> _INFORMATION_:
---------------

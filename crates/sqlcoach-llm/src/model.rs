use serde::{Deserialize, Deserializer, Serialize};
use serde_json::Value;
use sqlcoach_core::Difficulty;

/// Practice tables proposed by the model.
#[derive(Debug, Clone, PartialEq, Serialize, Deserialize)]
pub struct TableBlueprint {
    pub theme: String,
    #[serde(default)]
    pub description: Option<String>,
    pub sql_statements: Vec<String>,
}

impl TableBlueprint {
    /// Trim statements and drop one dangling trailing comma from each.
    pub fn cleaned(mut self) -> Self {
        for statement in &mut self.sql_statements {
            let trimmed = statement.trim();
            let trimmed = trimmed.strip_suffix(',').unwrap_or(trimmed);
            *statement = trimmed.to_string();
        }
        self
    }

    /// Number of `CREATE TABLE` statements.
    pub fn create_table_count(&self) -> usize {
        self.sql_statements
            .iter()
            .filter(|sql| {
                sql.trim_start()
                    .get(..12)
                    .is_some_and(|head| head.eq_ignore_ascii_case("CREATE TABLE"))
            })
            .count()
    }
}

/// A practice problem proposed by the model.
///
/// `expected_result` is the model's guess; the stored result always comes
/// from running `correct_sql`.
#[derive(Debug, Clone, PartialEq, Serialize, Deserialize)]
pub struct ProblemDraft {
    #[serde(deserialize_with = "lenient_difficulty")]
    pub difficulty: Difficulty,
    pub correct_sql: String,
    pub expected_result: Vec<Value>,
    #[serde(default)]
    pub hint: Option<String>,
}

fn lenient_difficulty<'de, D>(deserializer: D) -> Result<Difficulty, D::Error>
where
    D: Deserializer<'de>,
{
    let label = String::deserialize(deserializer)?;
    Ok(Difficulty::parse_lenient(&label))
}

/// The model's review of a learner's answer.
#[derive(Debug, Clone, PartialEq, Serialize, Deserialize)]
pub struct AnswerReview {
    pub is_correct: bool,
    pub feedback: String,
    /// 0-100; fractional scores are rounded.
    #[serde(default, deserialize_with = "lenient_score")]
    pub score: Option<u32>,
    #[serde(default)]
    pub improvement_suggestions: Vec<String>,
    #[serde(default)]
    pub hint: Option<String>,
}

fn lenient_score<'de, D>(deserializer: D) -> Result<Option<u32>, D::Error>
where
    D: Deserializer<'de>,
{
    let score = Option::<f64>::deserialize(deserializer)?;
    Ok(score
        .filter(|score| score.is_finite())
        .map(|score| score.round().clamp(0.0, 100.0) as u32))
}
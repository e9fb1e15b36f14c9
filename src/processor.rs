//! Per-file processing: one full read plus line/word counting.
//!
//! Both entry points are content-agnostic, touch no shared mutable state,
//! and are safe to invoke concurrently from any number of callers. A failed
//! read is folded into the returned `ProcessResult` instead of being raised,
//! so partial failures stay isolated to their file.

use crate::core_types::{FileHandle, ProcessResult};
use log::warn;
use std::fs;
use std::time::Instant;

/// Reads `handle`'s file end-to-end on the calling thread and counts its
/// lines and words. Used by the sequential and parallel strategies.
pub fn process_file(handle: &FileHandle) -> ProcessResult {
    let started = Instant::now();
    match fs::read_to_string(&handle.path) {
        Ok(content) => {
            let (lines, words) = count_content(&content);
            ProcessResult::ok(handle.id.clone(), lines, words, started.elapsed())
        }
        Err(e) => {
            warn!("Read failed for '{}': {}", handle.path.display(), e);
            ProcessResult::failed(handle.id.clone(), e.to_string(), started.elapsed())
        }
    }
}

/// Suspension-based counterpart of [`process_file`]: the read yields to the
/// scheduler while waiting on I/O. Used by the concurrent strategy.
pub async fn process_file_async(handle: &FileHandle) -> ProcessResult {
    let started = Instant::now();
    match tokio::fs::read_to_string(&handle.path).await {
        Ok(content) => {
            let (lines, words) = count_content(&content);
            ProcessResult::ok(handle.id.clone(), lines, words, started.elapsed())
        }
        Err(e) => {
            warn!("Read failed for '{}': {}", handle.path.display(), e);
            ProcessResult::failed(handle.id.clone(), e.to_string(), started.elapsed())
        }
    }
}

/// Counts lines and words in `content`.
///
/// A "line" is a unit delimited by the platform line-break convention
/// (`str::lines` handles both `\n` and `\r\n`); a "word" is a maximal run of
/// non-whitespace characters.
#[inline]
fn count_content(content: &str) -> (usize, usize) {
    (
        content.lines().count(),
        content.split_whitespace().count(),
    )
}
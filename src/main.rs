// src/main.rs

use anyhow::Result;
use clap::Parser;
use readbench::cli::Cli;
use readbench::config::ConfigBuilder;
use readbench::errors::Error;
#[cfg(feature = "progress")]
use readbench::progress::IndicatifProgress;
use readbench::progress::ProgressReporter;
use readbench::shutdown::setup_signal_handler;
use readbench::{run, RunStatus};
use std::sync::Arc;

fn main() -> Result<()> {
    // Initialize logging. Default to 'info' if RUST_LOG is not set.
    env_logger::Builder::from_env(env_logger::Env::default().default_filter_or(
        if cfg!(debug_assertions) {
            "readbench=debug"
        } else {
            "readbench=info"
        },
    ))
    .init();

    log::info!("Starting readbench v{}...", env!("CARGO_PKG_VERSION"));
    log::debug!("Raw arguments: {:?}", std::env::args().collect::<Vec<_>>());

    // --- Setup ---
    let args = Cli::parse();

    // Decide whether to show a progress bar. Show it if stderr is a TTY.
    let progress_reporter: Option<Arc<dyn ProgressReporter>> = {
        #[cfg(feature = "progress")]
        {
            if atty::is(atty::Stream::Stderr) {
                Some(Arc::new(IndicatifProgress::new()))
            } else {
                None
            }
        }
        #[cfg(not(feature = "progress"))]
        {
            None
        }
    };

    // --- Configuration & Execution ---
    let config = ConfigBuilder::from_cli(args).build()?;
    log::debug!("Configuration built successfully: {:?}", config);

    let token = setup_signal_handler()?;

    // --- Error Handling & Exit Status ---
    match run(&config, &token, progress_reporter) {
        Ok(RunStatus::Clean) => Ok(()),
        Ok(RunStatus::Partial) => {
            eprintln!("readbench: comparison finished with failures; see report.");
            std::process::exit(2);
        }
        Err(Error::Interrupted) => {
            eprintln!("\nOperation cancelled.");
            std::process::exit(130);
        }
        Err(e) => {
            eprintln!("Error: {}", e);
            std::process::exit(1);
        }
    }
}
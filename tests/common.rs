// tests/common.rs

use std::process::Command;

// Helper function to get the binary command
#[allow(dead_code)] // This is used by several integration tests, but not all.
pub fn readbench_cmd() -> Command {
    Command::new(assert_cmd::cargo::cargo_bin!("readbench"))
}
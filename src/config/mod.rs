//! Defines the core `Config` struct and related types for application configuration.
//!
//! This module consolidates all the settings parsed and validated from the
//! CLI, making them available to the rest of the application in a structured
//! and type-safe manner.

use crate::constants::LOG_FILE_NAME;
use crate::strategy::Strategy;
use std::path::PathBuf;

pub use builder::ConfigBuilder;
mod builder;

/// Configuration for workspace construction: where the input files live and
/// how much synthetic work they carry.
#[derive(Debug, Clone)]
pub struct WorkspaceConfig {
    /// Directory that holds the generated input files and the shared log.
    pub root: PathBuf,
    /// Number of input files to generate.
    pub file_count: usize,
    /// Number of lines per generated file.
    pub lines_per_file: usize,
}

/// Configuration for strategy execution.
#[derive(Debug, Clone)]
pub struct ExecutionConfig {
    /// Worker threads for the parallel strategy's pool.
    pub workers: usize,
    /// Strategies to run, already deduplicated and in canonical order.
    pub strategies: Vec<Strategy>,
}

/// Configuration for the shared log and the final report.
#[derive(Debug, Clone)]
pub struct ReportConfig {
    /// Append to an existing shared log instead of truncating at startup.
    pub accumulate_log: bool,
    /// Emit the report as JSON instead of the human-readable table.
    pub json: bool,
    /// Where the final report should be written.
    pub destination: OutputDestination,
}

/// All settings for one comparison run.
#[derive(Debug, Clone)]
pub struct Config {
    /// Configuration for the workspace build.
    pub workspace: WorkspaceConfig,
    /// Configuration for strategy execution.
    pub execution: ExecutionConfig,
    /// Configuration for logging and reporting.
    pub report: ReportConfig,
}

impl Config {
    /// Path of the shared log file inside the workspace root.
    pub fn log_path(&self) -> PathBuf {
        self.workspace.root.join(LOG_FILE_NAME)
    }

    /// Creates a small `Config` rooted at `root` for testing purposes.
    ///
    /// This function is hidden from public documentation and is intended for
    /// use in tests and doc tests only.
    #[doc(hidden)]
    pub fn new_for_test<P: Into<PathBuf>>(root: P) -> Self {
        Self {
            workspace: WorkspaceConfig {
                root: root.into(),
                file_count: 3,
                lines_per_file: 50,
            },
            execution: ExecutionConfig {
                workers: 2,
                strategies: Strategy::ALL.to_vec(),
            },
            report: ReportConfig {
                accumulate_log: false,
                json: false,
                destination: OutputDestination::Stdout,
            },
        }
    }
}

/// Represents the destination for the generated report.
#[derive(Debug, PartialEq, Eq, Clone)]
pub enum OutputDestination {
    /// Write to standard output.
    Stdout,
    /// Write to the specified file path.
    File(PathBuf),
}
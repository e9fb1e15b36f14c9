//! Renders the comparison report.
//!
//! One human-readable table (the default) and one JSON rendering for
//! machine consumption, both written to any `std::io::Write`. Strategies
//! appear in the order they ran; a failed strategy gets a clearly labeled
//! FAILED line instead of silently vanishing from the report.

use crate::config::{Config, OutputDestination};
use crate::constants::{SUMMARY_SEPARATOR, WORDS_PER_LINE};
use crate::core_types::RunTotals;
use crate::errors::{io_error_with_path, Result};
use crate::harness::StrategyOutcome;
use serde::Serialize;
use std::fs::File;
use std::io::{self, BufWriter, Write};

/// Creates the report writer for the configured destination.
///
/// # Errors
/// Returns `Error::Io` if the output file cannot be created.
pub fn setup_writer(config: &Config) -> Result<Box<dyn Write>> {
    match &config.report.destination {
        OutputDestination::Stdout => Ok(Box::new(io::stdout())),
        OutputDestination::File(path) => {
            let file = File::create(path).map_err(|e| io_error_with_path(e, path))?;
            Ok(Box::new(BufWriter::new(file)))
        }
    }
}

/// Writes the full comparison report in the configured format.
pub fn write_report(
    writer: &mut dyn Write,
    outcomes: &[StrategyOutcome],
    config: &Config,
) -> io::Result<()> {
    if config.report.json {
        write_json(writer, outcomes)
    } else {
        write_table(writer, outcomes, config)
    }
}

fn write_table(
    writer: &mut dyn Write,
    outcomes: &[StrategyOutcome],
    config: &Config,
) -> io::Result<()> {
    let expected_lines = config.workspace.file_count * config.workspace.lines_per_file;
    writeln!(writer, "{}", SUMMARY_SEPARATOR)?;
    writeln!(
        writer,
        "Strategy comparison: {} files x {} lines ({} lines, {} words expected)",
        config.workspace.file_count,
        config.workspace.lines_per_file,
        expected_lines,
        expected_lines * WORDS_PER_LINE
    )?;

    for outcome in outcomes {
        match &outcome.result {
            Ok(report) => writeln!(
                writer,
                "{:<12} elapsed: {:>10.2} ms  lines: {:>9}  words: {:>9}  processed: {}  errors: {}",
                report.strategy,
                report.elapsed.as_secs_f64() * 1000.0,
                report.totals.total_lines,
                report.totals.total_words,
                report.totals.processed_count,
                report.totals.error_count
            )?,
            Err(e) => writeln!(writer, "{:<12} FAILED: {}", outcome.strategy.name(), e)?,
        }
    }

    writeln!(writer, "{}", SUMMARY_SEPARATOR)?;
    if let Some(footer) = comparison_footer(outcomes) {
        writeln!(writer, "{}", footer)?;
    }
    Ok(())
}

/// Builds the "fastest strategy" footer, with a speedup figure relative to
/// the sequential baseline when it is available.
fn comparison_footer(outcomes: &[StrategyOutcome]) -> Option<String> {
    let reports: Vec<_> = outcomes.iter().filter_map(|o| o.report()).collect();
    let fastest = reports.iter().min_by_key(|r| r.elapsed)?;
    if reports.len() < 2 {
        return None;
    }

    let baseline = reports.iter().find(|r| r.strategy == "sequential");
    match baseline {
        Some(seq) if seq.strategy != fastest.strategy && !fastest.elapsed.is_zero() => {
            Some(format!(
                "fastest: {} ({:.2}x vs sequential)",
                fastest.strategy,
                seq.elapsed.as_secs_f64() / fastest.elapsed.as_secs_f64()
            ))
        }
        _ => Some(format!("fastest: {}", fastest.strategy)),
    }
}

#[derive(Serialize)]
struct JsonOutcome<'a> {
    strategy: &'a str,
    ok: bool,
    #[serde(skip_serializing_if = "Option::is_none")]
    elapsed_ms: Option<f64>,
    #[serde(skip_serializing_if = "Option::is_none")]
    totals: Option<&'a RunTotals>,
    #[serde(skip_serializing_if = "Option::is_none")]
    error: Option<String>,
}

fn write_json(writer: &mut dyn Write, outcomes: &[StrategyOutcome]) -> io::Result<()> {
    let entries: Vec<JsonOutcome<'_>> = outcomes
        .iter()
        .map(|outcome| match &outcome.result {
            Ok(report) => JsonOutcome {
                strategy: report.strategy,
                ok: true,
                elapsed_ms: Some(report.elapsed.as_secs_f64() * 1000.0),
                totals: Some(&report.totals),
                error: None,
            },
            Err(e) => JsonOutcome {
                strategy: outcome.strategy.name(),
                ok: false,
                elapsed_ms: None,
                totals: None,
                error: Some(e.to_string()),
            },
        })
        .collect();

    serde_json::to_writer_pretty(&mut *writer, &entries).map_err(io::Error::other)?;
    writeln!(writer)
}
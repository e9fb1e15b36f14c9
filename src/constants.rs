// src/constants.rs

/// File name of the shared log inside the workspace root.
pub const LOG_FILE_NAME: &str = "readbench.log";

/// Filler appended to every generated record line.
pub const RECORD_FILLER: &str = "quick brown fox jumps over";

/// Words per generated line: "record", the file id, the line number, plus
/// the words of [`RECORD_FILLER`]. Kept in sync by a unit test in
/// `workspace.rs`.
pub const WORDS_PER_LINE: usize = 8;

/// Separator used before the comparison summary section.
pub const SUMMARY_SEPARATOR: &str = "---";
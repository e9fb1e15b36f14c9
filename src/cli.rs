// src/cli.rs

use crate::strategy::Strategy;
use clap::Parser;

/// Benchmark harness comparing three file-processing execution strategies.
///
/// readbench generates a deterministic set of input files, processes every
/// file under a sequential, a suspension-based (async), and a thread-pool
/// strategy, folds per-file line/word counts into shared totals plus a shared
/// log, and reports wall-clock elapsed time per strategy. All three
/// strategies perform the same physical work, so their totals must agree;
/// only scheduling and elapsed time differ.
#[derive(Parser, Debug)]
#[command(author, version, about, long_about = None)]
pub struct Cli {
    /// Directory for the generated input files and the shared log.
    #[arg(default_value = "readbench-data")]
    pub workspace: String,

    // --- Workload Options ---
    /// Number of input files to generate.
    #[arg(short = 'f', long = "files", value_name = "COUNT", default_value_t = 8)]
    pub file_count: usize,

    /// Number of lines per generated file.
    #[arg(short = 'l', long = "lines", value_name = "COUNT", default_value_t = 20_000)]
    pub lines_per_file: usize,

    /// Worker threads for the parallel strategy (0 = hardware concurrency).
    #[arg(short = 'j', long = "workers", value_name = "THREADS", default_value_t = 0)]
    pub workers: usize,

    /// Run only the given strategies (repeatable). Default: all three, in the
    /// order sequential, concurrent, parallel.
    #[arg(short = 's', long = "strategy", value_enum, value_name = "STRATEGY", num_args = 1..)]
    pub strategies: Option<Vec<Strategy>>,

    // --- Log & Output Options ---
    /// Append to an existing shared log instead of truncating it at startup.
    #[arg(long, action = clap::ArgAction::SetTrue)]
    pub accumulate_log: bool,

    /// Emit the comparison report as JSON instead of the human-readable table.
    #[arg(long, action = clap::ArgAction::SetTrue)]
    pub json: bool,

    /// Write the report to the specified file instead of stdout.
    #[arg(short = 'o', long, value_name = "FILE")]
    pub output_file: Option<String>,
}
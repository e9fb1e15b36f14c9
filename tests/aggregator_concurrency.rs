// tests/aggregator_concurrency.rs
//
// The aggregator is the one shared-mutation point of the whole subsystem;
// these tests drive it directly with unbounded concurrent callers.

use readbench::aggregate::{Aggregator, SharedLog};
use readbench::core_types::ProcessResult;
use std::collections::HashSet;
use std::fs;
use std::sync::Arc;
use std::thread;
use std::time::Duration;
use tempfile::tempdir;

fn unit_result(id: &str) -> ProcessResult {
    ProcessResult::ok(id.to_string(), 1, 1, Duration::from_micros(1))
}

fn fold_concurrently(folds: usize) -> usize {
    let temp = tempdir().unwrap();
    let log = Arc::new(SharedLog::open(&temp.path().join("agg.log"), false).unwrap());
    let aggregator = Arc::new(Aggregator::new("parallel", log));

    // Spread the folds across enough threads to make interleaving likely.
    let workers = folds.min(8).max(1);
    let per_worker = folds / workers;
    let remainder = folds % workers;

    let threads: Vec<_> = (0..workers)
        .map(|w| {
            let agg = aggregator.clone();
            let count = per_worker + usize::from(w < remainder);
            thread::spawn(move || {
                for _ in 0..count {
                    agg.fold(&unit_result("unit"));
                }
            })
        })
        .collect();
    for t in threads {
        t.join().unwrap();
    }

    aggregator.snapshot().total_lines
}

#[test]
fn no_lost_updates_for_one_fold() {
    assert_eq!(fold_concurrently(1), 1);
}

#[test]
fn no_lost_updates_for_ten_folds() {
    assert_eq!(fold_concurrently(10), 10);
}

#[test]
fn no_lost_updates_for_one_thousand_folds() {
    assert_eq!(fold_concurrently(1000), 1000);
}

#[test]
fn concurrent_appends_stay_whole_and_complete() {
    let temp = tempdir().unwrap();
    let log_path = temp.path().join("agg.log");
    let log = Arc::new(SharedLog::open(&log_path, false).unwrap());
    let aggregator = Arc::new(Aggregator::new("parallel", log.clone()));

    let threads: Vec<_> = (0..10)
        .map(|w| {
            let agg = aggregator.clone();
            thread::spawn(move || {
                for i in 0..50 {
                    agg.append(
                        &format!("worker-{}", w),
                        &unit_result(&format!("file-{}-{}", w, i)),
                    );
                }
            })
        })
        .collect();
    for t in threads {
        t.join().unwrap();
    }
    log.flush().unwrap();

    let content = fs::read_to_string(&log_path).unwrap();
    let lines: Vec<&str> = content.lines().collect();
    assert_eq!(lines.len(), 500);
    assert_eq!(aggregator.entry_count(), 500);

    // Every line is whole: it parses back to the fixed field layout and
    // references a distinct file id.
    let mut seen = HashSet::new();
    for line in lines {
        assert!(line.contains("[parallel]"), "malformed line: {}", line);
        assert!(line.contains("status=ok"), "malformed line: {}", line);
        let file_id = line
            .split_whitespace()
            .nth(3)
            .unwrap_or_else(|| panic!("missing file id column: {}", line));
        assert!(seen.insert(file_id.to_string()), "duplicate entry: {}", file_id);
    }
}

---------------

> _WORK REQUIRED_: Your answer must be the lines above from the one containing "validated from the" to the one containing "pub struct WorkspaceConfig", both included, restated word for word.

> _YOUR RESPONSE_:
//! This module consolidates all the settings parsed and validated from the
//! CLI, making them available to the rest of the application in a structured
//! and type-safe manner.

use crate::constants::LOG_FILE_NAME;
use crate::strategy::Strategy;
use std::path::PathBuf;

pub use builder::ConfigBuilder;
mod builder;

/// Configuration for workspace construction: where the input files live and
/// how much synthetic work they carry.
#[derive(Debug, Clone)]
pub struct WorkspaceConfig {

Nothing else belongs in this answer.